■ **TASK GOAL**
Below is a listing from which only part is wanted; return exactly the lines from the one with "let mut poll" up to and including the one with "event = events.recv()".

■ **EXTRACTED INFORMATION**
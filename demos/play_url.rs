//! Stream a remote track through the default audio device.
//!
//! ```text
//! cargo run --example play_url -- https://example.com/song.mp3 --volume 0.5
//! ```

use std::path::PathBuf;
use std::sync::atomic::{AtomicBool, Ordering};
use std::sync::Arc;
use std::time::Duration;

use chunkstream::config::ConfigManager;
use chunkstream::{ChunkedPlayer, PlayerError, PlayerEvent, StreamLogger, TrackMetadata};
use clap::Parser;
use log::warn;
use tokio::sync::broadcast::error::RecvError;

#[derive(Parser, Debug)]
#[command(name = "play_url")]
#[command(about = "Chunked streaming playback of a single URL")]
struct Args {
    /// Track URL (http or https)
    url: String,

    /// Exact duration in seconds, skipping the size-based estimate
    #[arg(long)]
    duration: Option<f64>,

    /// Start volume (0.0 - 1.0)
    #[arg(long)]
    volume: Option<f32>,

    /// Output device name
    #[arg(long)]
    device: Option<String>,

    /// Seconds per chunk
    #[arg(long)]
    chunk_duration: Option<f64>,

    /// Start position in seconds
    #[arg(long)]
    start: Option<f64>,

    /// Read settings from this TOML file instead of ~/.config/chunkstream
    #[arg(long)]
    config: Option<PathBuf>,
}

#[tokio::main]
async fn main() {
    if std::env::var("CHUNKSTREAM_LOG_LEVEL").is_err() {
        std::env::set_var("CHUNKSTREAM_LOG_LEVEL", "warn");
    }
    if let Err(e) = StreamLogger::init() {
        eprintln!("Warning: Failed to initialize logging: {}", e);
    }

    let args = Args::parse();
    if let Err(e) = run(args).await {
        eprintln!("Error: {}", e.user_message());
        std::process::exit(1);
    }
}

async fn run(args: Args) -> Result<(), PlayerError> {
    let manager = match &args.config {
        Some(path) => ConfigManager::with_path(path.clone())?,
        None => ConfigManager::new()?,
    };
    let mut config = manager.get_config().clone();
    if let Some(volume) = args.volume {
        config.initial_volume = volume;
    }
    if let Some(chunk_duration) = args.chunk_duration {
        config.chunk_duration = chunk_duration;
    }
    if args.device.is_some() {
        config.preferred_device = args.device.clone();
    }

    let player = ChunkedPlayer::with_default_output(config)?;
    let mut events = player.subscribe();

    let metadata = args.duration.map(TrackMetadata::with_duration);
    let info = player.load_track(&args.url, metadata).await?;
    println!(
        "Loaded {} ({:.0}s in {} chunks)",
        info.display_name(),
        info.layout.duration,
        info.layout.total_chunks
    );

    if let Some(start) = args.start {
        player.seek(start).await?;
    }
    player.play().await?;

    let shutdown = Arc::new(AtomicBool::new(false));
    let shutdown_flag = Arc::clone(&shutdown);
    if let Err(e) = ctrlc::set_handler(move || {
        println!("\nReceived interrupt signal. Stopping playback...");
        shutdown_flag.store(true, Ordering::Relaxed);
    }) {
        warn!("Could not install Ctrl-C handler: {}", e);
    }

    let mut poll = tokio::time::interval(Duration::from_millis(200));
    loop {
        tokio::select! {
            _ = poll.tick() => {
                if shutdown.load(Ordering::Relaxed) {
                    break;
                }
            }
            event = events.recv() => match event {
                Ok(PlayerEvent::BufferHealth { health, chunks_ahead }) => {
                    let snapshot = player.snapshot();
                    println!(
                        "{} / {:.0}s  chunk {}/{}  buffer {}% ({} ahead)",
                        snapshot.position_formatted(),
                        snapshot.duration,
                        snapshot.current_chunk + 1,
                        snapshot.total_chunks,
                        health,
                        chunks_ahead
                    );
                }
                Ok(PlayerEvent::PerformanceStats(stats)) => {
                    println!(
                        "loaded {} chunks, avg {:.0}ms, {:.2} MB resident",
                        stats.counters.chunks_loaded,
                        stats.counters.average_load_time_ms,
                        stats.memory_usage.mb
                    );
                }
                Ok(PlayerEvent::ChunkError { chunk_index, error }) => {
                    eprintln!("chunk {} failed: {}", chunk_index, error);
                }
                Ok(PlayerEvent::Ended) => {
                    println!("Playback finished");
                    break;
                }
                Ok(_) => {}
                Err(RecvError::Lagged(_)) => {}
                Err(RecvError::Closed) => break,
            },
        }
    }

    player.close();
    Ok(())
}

■ **EXPECTED ANSWER**
    let mut poll = tokio::time::interval(Duration::from_millis(200));
    loop {
        tokio::select! {
            _ = poll.tick() => {
                if shutdown.load(Ordering::Relaxed) {
                    break;
                }
            }
            event = events.recv() => match event {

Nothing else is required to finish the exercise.